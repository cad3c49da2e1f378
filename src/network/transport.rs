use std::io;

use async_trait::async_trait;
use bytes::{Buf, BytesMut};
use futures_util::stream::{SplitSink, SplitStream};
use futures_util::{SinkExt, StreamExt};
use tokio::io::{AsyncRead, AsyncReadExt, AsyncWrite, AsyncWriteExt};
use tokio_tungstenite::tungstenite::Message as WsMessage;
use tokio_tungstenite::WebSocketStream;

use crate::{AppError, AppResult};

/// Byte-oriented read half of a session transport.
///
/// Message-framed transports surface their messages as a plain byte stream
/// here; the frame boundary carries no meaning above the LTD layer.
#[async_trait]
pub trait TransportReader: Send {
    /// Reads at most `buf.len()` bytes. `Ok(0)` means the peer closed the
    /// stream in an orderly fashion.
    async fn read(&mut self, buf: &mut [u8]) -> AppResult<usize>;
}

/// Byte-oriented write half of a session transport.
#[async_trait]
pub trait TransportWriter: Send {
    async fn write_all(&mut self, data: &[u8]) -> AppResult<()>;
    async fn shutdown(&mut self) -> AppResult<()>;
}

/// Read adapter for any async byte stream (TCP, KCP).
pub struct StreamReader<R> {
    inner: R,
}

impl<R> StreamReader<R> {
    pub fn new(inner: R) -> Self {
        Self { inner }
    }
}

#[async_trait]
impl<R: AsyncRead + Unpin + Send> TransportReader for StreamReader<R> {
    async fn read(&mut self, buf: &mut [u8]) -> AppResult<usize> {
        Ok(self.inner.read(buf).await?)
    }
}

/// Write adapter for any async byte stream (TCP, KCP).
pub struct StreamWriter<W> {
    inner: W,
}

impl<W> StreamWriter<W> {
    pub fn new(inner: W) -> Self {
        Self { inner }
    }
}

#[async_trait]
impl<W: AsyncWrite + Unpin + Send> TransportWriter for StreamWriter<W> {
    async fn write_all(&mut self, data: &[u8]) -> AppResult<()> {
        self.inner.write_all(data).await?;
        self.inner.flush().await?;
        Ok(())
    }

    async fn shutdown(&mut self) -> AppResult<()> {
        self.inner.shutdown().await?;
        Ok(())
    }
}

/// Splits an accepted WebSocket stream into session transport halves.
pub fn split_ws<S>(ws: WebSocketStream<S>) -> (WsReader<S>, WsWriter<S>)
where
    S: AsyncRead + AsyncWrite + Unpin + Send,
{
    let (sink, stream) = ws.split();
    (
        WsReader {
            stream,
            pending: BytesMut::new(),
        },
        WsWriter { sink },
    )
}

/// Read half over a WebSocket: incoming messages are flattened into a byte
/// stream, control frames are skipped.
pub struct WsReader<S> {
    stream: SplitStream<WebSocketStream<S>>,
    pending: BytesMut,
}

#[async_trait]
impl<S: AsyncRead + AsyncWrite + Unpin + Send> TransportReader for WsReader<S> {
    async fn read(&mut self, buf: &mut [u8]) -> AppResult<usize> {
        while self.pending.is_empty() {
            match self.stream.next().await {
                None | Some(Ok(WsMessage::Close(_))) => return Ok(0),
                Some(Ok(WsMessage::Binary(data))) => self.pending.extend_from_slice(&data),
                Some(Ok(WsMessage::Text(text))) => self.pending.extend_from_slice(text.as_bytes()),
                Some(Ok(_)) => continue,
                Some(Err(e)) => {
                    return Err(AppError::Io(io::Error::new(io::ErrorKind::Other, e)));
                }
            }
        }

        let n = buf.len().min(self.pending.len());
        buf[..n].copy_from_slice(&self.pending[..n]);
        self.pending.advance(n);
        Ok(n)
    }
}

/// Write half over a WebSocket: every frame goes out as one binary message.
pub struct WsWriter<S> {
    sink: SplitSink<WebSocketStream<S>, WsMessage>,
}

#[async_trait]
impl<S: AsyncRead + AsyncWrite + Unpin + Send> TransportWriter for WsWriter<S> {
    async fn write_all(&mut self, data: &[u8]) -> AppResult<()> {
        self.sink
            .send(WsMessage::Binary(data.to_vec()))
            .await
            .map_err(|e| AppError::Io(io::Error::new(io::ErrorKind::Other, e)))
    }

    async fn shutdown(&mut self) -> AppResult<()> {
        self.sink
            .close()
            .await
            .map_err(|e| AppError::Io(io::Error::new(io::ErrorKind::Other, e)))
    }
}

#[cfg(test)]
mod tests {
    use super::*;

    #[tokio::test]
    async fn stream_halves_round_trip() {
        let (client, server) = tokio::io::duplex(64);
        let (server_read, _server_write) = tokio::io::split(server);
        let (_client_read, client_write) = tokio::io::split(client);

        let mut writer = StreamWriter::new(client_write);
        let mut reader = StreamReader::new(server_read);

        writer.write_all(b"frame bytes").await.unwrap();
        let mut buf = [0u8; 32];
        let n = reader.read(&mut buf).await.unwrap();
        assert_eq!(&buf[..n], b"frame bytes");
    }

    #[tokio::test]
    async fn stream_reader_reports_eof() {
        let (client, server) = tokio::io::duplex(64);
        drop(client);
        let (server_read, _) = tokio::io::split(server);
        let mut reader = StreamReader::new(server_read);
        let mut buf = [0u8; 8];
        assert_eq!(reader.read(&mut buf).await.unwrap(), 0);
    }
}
___
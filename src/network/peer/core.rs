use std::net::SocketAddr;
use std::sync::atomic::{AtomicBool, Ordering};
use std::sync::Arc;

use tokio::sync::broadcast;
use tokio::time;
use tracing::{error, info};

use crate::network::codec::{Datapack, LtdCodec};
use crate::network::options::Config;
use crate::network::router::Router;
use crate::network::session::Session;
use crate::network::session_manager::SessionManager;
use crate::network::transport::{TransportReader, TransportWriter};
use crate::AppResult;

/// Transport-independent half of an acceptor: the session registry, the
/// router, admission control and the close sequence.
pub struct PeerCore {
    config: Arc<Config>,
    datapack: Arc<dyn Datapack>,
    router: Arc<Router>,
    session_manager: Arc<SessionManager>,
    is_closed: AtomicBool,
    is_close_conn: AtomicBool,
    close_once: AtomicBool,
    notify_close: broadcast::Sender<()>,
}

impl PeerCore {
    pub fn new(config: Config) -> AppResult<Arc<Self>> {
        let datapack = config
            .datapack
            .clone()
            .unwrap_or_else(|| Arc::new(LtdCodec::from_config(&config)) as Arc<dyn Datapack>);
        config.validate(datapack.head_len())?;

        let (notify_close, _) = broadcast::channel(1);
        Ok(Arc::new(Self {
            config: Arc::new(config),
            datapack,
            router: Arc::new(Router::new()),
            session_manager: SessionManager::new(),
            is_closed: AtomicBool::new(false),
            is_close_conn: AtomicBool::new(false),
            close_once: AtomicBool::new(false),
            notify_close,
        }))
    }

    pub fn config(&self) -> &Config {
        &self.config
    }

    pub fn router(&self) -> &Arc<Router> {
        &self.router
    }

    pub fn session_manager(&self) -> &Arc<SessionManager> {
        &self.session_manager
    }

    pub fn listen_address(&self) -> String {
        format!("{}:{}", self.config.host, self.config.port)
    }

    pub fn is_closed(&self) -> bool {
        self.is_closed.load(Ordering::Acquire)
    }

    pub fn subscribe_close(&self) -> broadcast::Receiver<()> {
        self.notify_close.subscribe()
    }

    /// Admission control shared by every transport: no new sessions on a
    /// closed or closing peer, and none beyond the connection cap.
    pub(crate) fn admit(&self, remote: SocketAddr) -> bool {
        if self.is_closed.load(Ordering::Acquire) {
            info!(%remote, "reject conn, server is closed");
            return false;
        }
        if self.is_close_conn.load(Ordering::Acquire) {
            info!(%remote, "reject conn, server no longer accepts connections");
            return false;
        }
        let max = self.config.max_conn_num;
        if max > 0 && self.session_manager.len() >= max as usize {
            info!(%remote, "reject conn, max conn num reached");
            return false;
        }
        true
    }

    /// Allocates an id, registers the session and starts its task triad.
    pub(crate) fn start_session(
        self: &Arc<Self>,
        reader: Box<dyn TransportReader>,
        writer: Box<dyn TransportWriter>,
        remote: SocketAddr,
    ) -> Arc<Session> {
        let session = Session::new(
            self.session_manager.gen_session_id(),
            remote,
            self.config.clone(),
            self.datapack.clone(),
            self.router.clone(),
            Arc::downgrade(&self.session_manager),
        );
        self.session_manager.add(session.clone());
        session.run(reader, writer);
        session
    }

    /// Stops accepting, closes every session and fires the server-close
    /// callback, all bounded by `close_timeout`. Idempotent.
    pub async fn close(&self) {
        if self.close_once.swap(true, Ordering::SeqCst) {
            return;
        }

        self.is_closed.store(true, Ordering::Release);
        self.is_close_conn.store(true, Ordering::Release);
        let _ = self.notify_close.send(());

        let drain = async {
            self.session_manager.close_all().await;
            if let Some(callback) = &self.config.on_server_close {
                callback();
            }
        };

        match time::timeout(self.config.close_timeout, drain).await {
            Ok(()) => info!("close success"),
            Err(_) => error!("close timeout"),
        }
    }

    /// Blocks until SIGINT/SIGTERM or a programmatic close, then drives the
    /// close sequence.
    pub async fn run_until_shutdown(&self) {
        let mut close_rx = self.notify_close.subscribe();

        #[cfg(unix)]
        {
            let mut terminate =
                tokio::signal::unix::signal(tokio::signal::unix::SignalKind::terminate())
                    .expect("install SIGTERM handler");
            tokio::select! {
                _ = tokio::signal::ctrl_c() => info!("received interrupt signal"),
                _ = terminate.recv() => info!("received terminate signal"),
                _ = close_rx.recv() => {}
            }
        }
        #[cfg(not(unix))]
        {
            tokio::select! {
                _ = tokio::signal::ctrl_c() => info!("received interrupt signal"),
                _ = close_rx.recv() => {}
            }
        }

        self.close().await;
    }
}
___
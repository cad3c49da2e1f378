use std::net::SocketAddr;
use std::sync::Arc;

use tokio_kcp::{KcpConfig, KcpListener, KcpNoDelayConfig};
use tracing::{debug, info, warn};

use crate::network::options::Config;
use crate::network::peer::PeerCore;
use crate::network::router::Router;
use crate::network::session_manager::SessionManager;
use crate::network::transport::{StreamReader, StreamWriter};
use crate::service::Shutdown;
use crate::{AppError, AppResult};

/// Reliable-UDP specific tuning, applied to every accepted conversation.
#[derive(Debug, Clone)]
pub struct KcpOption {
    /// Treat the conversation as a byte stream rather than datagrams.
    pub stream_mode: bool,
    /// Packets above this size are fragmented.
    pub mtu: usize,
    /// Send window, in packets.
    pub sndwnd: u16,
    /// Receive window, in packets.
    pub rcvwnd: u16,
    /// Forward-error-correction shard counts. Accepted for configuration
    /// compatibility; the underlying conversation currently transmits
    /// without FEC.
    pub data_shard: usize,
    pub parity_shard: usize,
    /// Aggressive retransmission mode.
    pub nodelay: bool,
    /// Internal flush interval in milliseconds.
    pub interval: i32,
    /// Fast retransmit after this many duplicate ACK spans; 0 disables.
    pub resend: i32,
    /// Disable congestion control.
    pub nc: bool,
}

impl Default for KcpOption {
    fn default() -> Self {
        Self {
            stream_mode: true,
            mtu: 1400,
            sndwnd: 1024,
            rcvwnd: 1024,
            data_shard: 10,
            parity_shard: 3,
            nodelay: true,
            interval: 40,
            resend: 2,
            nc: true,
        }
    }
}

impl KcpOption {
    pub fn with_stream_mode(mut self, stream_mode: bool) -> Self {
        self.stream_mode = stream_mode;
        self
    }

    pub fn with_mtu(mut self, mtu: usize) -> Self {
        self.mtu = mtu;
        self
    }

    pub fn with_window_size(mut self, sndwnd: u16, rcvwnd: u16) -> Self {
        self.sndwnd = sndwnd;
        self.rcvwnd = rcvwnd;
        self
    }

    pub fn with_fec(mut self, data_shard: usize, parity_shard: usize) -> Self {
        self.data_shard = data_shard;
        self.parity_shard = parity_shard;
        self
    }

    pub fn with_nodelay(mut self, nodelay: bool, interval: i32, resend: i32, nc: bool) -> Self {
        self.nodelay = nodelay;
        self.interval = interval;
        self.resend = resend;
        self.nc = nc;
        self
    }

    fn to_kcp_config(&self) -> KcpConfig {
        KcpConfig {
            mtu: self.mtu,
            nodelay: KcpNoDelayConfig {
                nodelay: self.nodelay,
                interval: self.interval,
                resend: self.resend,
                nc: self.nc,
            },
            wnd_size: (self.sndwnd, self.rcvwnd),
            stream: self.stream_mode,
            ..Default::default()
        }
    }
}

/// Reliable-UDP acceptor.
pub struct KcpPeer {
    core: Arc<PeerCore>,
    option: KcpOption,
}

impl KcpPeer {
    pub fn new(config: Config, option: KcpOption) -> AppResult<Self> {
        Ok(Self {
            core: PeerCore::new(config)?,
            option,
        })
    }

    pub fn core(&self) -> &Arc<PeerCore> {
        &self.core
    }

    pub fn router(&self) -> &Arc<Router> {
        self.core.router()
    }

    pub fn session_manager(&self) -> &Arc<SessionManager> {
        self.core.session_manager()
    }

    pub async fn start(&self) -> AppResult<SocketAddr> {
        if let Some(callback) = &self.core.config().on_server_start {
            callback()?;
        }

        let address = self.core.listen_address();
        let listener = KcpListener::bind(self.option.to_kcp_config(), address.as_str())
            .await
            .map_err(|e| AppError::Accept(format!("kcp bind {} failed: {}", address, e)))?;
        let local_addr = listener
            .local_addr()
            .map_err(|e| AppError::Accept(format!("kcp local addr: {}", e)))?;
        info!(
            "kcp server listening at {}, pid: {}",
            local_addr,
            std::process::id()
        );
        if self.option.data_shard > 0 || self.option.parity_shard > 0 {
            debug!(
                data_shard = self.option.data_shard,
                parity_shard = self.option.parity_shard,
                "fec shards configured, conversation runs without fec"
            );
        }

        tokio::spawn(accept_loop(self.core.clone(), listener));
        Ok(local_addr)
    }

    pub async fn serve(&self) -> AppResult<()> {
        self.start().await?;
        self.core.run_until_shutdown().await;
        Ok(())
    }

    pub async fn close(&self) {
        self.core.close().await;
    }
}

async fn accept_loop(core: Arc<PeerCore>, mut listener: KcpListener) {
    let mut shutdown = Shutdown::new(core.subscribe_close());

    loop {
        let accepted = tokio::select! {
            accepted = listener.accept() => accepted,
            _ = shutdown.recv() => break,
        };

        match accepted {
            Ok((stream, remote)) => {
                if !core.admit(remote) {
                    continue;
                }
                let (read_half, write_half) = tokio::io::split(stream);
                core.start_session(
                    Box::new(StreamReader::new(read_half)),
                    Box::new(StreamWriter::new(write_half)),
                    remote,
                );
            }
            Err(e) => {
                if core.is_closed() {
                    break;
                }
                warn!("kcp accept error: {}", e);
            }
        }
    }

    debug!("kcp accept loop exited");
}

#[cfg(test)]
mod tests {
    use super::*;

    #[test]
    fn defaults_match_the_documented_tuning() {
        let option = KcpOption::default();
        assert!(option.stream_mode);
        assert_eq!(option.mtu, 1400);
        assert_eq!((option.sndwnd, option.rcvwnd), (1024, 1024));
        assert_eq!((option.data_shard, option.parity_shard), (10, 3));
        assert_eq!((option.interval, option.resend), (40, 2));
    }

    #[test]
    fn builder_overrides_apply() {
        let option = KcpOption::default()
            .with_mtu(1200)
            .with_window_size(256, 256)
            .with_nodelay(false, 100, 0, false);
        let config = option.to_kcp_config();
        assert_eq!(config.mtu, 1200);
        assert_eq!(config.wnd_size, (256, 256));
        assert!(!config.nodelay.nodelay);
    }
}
___
Write down exactly the span of lines above from the one containing "Write adapter for" to the one containing "impl<W: AsyncWrite +", both ends included.

Task result:
/// Write adapter for any async byte stream (TCP, KCP).
pub struct StreamWriter<W> {
    inner: W,
}

impl<W> StreamWriter<W> {
    pub fn new(inner: W) -> Self {
        Self { inner }
    }
}

#[async_trait]
impl<W: AsyncWrite + Unpin + Send> TransportWriter for StreamWriter<W> {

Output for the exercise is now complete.